Mobility limitations lead to a cascade of adverse events in old age, yet the neural and cognitive correlates of mobility performance in older adults remain poorly understood. In a sample of 387 adults (mean age 69.0 ± 5.1 years), we tested the relationship between mobility measures, cognitive assessments, and MRI markers of brain structure. Mobility was assessed in 2007–2009, using gait, balance and chair-stands tests.

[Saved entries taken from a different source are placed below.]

use std::fmt;
use std::num::ParseIntError;
use std::str::FromStr;

use serde::{Deserialize, Serialize};

use crate::{ConfigurationModel, ValidationError};

/// Opaque template identity, allocated by the template store from the
/// creation time in milliseconds.
#[derive(Debug, Clone, Copy, PartialEq, Eq, Hash, PartialOrd, Ord, Serialize, Deserialize)]
#[serde(transparent)]
pub struct TemplateId(u64);

impl TemplateId {
    pub const fn new(raw: u64) -> Self {
        Self(raw)
    }

    pub fn get(self) -> u64 {
        self.0
    }
}

impl fmt::Display for TemplateId {
    fn fmt(&self, f: &mut fmt::Formatter<'_>) -> fmt::Result {
        write!(f, "{}", self.0)
    }
}

impl FromStr for TemplateId {
    type Err = ParseIntError;

    fn from_str(s: &str) -> Result<Self, Self::Err> {
        s.trim().parse().map(Self)
    }
}

/// A named, stored configuration. Never mutated after creation.
#[derive(Debug, Clone, PartialEq, Eq)]
pub struct Template {
    id: TemplateId,
    name: String,
    config: ConfigurationModel,
}

impl Template {
    pub fn new(id: TemplateId, name: impl Into<String>, config: ConfigurationModel) -> Self {
        Self {
            id,
            name: name.into(),
            config,
        }
    }

    /// Trims `name`, rejecting names that are empty or whitespace-only.
    pub fn validate_name(name: &str) -> Result<&str, ValidationError> {
        let trimmed = name.trim();
        if trimmed.is_empty() {
            return Err(ValidationError::EmptyName);
        }
        Ok(trimmed)
    }

    pub fn id(&self) -> TemplateId {
        self.id
    }

    pub fn name(&self) -> &str {
        &self.name
    }

    /// A copy of the stored configuration.
    pub fn config(&self) -> ConfigurationModel {
        self.config
    }
}

#[cfg(test)]
mod tests {
    use super::*;

    #[test]
    fn names_are_trimmed_and_required() {
        assert_eq!(Template::validate_name("  Studio ").unwrap(), "Studio");
        assert_eq!(Template::validate_name(""), Err(ValidationError::EmptyName));
        assert_eq!(Template::validate_name(" \t\n"), Err(ValidationError::EmptyName));
    }

    #[test]
    fn ids_parse_and_serialize_as_numbers() {
        let id: TemplateId = " 1700000000123 ".parse().unwrap();
        assert_eq!(id.get(), 1_700_000_000_123);
        assert_eq!(serde_json::to_string(&id).unwrap(), "1700000000123");
        assert!("abc".parse::<TemplateId>().is_err());
    }
}
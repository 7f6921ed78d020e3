//! # fill-light
//!
//! Engine behind a full-screen fill light: the working configuration, the
//! pulse/strobe timing, saved templates, and AI suggestions from a photo.
//!
//! [`session::SessionController`] is the entry point; the other modules are
//! its collaborators and can be used on their own.

pub mod clock;
pub mod config;
pub mod logging;
pub mod notify;
pub mod scheduler;
pub mod session;
pub mod storage;
pub mod suggestion;
pub mod templates;
pub mod ui;

pub use shared;
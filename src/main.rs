//! # fill-light: Selfie & Photo Fill Light
//!
//! Turns the terminal into a colored light source, with pulse and strobe
//! patterns, saved templates, and lighting suggestions from a photo.
//!
//! ## Usage
//!   fill-light                       # Launch TUI
//!   fill-light templates             # List presets and saved templates
//!   fill-light suggest photo.jpg     # Ask the analysis service, print the result
//!   fill-light delete <id>           # Delete a saved template
//!   fill-light init-config           # Write the effective config file

use std::path::{Path, PathBuf};
use std::sync::Arc;

use anyhow::{Context, Result};
use clap::{Parser, Subcommand};
use fill_light::clock::SystemClock;
use fill_light::config::{AppConfig, config_path};
use fill_light::logging::{self, LOG_FILE, LogTarget};
use fill_light::notify::{LogNotifier, Notifier, RecordingNotifier};
use fill_light::session::SessionController;
use fill_light::storage::FileStore;
use fill_light::suggestion::{HttpSuggestionService, ImageUpload};
use fill_light::templates::TemplateStore;
use fill_light::ui::App;
use shared::{PRESETS, TemplateId};
use tokio::runtime::Runtime;
use tracing::{info, warn};

#[derive(Parser, Debug)]
#[command(name = "fill-light", version, about = "Selfie & photo fill light")]
struct Cli {
    /// Config file (default: ~/.config/fill-light/config.json)
    #[arg(long)]
    config: Option<PathBuf>,
    /// Analysis service endpoint
    #[arg(long)]
    endpoint: Option<String>,
    /// Vision model name passed to the service
    #[arg(long)]
    model: Option<String>,
    /// Directory for saved templates and the log
    #[arg(long)]
    data_dir: Option<PathBuf>,
    #[command(subcommand)]
    command: Option<Cmd>,
}

#[derive(Subcommand, Debug)]
enum Cmd {
    /// List presets and saved templates
    Templates,
    /// Request a suggestion for an image and print the resulting configuration
    Suggest { image: PathBuf },
    /// Delete a saved template by id
    Delete { id: TemplateId },
    /// Write the effective configuration (file, env and flags merged) to the config file
    InitConfig,
}

/// The effective config, plus the reason the file was ignored, if it was.
/// Reported by the caller once logging is installed.
fn load_config(cli: &Cli, path: &Path) -> (AppConfig, Option<anyhow::Error>) {
    let (mut config, ignored) = match AppConfig::try_load_from(path) {
        Ok(config) => (config, None),
        Err(err) => (AppConfig::default(), Some(err)),
    };
    config.apply_env();
    if let Some(endpoint) = &cli.endpoint {
        config.service.endpoint = endpoint.clone();
    }
    if let Some(model) = &cli.model {
        config.service.model = model.clone();
    }
    if let Some(dir) = &cli.data_dir {
        config.data_dir = Some(dir.clone());
    }
    (config, ignored)
}

fn controller(config: &AppConfig, notifier: Box<dyn Notifier>) -> SessionController {
    let clock = Arc::new(SystemClock);
    let store = TemplateStore::new(Box::new(FileStore::new(config.data_dir())), clock.clone());
    SessionController::new(store, notifier, clock).with_auto_save(config.auto_save_suggestions)
}

fn main() -> Result<()> {
    let cli = Cli::parse();
    let config_file = cli.config.clone().unwrap_or_else(config_path);
    let (config, ignored) = load_config(&cli, &config_file);

    let target = match cli.command {
        None => LogTarget::File(config.data_dir().join(LOG_FILE)),
        Some(_) => LogTarget::Stderr,
    };
    logging::init(target)?;
    if let Some(err) = ignored {
        warn!(error = format!("{err:#}"), "ignoring unreadable config, using defaults");
    }

    match cli.command {
        None => run_tui(&config, &config_file),
        Some(Cmd::Templates) => list_templates(&config),
        Some(Cmd::Suggest { image }) => suggest(&config, &image),
        Some(Cmd::Delete { id }) => delete_template(&config, id),
        Some(Cmd::InitConfig) => {
            config.save_to(&config_file)?;
            eprintln!("fill-light: wrote {}", config_file.display());
            Ok(())
        }
    }
}

fn run_tui(config: &AppConfig, config_file: &Path) -> Result<()> {
    info!(
        config = %config_file.display(),
        data_dir = %config.data_dir().display(),
        "starting"
    );

    let runtime = Runtime::new().context("failed to start the async runtime")?;
    let service = HttpSuggestionService::new(config.service.endpoint.clone(), config.timeout())?;
    let notes = RecordingNotifier::new();
    let app = App::new(
        controller(config, Box::new(notes.clone())),
        notes,
        Arc::new(service),
        config.suggestion_params(),
        runtime.handle().clone(),
    );

    let terminal = ratatui::init();
    let result = app.run(terminal);
    ratatui::restore();
    result
}

/// Headless: print presets and saved templates.
fn list_templates(config: &AppConfig) -> Result<()> {
    let mut controller = controller(config, Box::new(LogNotifier));

    println!("Presets:");
    for preset in PRESETS {
        let cfg = preset.config();
        println!(
            "  {:<16} {:>3}%  {}  {}",
            preset.name,
            cfg.brightness(),
            cfg.color(),
            cfg.pattern()
        );
    }

    let templates = controller.templates();
    println!("\nSaved templates ({}):", templates.len());
    for t in templates {
        let cfg = t.config();
        println!(
            "  {:<16} {:>3}%  {}  {}  (id {})",
            t.name(),
            cfg.brightness(),
            cfg.color(),
            cfg.pattern(),
            t.id()
        );
    }
    Ok(())
}

/// Headless: run one suggestion round trip and print the applied configuration.
fn suggest(config: &AppConfig, image: &Path) -> Result<()> {
    let upload = ImageUpload::from_path(image)?;
    let service = HttpSuggestionService::new(config.service.endpoint.clone(), config.timeout())?;
    let params = config.suggestion_params();
    let mut controller = controller(config, Box::new(LogNotifier));

    let runtime = Runtime::new().context("failed to start the async runtime")?;
    let applied = runtime.block_on(controller.request_suggestion(&service, &upload, &params))?;

    println!("{}", serde_json::to_string_pretty(&applied)?);
    Ok(())
}

fn delete_template(config: &AppConfig, id: TemplateId) -> Result<()> {
    let mut controller = controller(config, Box::new(LogNotifier));
    let name = controller
        .templates()
        .iter()
        .find(|t| t.id() == id)
        .map(|t| t.name().to_string());

    match name {
        Some(name) => {
            controller.delete_template(id)?;
            eprintln!("fill-light: deleted '{name}' ({id})");
        }
        None => eprintln!("fill-light: no saved template with id {id}"),
    }
    Ok(())
}
//! Application configuration (`~/.config/fill-light/config.json`).
//!
//! A missing or unreadable file yields the defaults; the app never refuses to
//! start because of its config.

use std::fs;
use std::io;
use std::path::{Path, PathBuf};
use std::time::Duration;

use anyhow::{Context, Result};
use serde::{Deserialize, Serialize};
use tracing::warn;

use crate::suggestion::{DEFAULT_ENDPOINT, DEFAULT_MODEL, SuggestionParams};

pub const API_KEY_ENV: &str = "FILL_LIGHT_API_KEY";

fn home_dir() -> PathBuf {
    // Under sudo, keep using the invoking user's home
    let home = std::env::var("SUDO_USER")
        .ok()
        .map(|u| format!("/home/{u}"))
        .or_else(|| std::env::var("HOME").ok())
        .unwrap_or_else(|| "/tmp".into());
    PathBuf::from(home)
}

fn xdg_dir(var: &str, fallback: &[&str]) -> PathBuf {
    match std::env::var_os(var) {
        Some(dir) if !dir.is_empty() => PathBuf::from(dir),
        _ => fallback.iter().fold(home_dir(), |p, part| p.join(part)),
    }
}

pub fn config_dir() -> PathBuf {
    xdg_dir("XDG_CONFIG_HOME", &[".config"]).join("fill-light")
}

pub fn config_path() -> PathBuf {
    config_dir().join("config.json")
}

pub fn default_data_dir() -> PathBuf {
    xdg_dir("XDG_DATA_HOME", &[".local", "share"]).join("fill-light")
}

#[derive(Serialize, Deserialize, Clone, Debug, PartialEq, Eq)]
#[serde(default)]
pub struct ServiceConfig {
    pub endpoint: String,
    pub model: String,
    pub api_key: Option<String>,
    pub preference: Option<String>,
    pub timeout_secs: u64,
}

impl Default for ServiceConfig {
    fn default() -> Self {
        Self {
            endpoint: DEFAULT_ENDPOINT.into(),
            model: DEFAULT_MODEL.into(),
            api_key: None,
            preference: None,
            timeout_secs: 60,
        }
    }
}

#[derive(Serialize, Deserialize, Clone, Debug, PartialEq, Eq)]
#[serde(default)]
pub struct AppConfig {
    pub service: ServiceConfig,
    /// Save every applied AI suggestion as a template.
    pub auto_save_suggestions: bool,
    /// Where templates and the log live; defaults to the XDG data dir.
    pub data_dir: Option<PathBuf>,
}

impl Default for AppConfig {
    fn default() -> Self {
        Self {
            service: ServiceConfig::default(),
            auto_save_suggestions: true,
            data_dir: None,
        }
    }
}

impl AppConfig {
    /// Reads `path`. A missing file is the default config; an unreadable or
    /// malformed one is an error, so the caller can report it once logging
    /// is up.
    pub fn try_load_from(path: &Path) -> Result<Self> {
        let content = match fs::read_to_string(path) {
            Ok(content) => content,
            Err(err) if err.kind() == io::ErrorKind::NotFound => return Ok(Self::default()),
            Err(err) => {
                return Err(err).with_context(|| format!("reading {}", path.display()));
            }
        };
        serde_json::from_str(&content).with_context(|| format!("parsing {}", path.display()))
    }

    pub fn load_from(path: &Path) -> Self {
        Self::try_load_from(path).unwrap_or_else(|err| {
            warn!(error = format!("{err:#}"), "ignoring unreadable config");
            Self::default()
        })
    }

    pub fn save_to(&self, path: &Path) -> Result<()> {
        if let Some(dir) = path.parent() {
            fs::create_dir_all(dir)
                .with_context(|| format!("creating {}", dir.display()))?;
        }
        let json = serde_json::to_string_pretty(self)?;
        fs::write(path, json).with_context(|| format!("writing {}", path.display()))?;
        Ok(())
    }

    /// Fills the API key from the environment when the file has none.
    pub fn apply_env(&mut self) {
        self.apply_env_with(|key| std::env::var(key).ok());
    }

    pub fn apply_env_with(&mut self, lookup: impl Fn(&str) -> Option<String>) {
        if self.service.api_key.is_none() {
            self.service.api_key = lookup(API_KEY_ENV).filter(|k| !k.trim().is_empty());
        }
    }

    pub fn data_dir(&self) -> PathBuf {
        self.data_dir.clone().unwrap_or_else(default_data_dir)
    }

    pub fn timeout(&self) -> Duration {
        Duration::from_secs(self.service.timeout_secs.max(1))
    }

    pub fn suggestion_params(&self) -> SuggestionParams {
        SuggestionParams {
            model: self.service.model.clone(),
            api_key: self.service.api_key.clone(),
            preference: self.service.preference.clone(),
        }
    }
}

#[cfg(test)]
mod tests {
    use super::*;

    #[test]
    fn missing_file_gives_defaults() {
        let dir = tempfile::tempdir().unwrap();
        let cfg = AppConfig::load_from(&dir.path().join("nope.json"));
        assert_eq!(cfg, AppConfig::default());
        assert_eq!(cfg.service.endpoint, "http://localhost:8000/analyze-image/");
        assert!(cfg.auto_save_suggestions);
    }

    #[test]
    fn corrupt_file_gives_defaults() {
        let dir = tempfile::tempdir().unwrap();
        let path = dir.path().join("config.json");
        fs::write(&path, "{{{").unwrap();
        assert_eq!(AppConfig::load_from(&path), AppConfig::default());
    }

    #[test]
    fn corrupt_file_is_reported_to_the_caller() {
        let dir = tempfile::tempdir().unwrap();
        let path = dir.path().join("config.json");
        fs::write(&path, r#"{"service": 7}"#).unwrap();

        let err = AppConfig::try_load_from(&path).unwrap_err();
        assert!(format!("{err:#}").contains("config.json"));
        assert_eq!(
            AppConfig::try_load_from(&dir.path().join("missing.json")).unwrap(),
            AppConfig::default()
        );
    }

    #[test]
    fn partial_file_keeps_other_defaults() {
        let dir = tempfile::tempdir().unwrap();
        let path = dir.path().join("config.json");
        fs::write(&path, r#"{"service": {"model": "llava"}, "auto_save_suggestions": false}"#)
            .unwrap();
        let cfg = AppConfig::load_from(&path);
        assert_eq!(cfg.service.model, "llava");
        assert_eq!(cfg.service.timeout_secs, 60);
        assert!(!cfg.auto_save_suggestions);
    }

    #[test]
    fn save_then_load() {
        let dir = tempfile::tempdir().unwrap();
        let path = dir.path().join("sub").join("config.json");
        let mut cfg = AppConfig::default();
        cfg.service.preference = Some("warm".into());
        cfg.data_dir = Some(dir.path().join("data"));
        cfg.save_to(&path).unwrap();
        assert_eq!(AppConfig::load_from(&path), cfg);
        assert_eq!(cfg.data_dir(), dir.path().join("data"));
    }

    #[test]
    fn env_key_only_fills_gaps() {
        let mut cfg = AppConfig::default();
        cfg.apply_env_with(|_| Some("from-env".into()));
        assert_eq!(cfg.service.api_key.as_deref(), Some("from-env"));

        cfg.apply_env_with(|_| Some("other".into()));
        assert_eq!(cfg.service.api_key.as_deref(), Some("from-env"));

        let mut blank = AppConfig::default();
        blank.apply_env_with(|_| Some("  ".into()));
        assert!(blank.service.api_key.is_none());
    }

    #[test]
    fn params_follow_service_section() {
        let mut cfg = AppConfig::default();
        cfg.service.api_key = Some("k".into());
        let params = cfg.suggestion_params();
        assert_eq!(params.model, "llava-phi3");
        assert_eq!(params.api_key.as_deref(), Some("k"));
    }
}
// ─── Prompt ─────────────────────────────────────────────────────────────────

fn draw_prompt(f: &mut Frame, prompt: &Prompt) {
    let area = f.area();
    let w = area.width.min(60);
    let popup = Rect::new(
        area.x + (area.width - w) / 2,
        area.y + area.height.saturating_sub(5) / 2,
        w,
        5.min(area.height),
    );

    let input = match prompt {
        Prompt::SaveName(s) | Prompt::ImagePath(s) | Prompt::FieldValue(_, s) => s.as_str(),
    };
    let block = Block::bordered()
        .border_type(BorderType::Double)
        .border_style(Style::new().fg(Theme::ACCENT))
        .title(Span::styled(prompt.title(), Style::new().fg(Theme::ACCENT).bold()));

    let lines = vec![
        Line::from(vec![
            Span::styled(" › ", Style::new().fg(Theme::ACCENT)),
            Span::styled(format!("{input}▏"), Style::new().fg(Theme::FG)),
        ]),
        Line::from(Span::styled(
            " Enter: confirm  │  Esc: cancel",
            Style::new().fg(Theme::FG_DIM),
        )),
    ];

    f.render_widget(Clear, popup);
    f.render_widget(Paragraph::new(lines).block(block), popup);
}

In 2012–2015, cognitive testing assessed executive function, memory and processing-speed; gray matter volumes (GMV) were examined using voxel-based morphometry, and white matter microstructure was assessed using tract-based spatial statistics of fractional anisotropy, axial diffusivity (AD), and radial diffusivity (RD). All mobility measures were positively associated with processing-speed. Faster walking speed was also correlated with higher executive function, while memory was not associated with any mobility measure. Increased GMV within the cerebellum, basal ganglia, post-central gyrus, and…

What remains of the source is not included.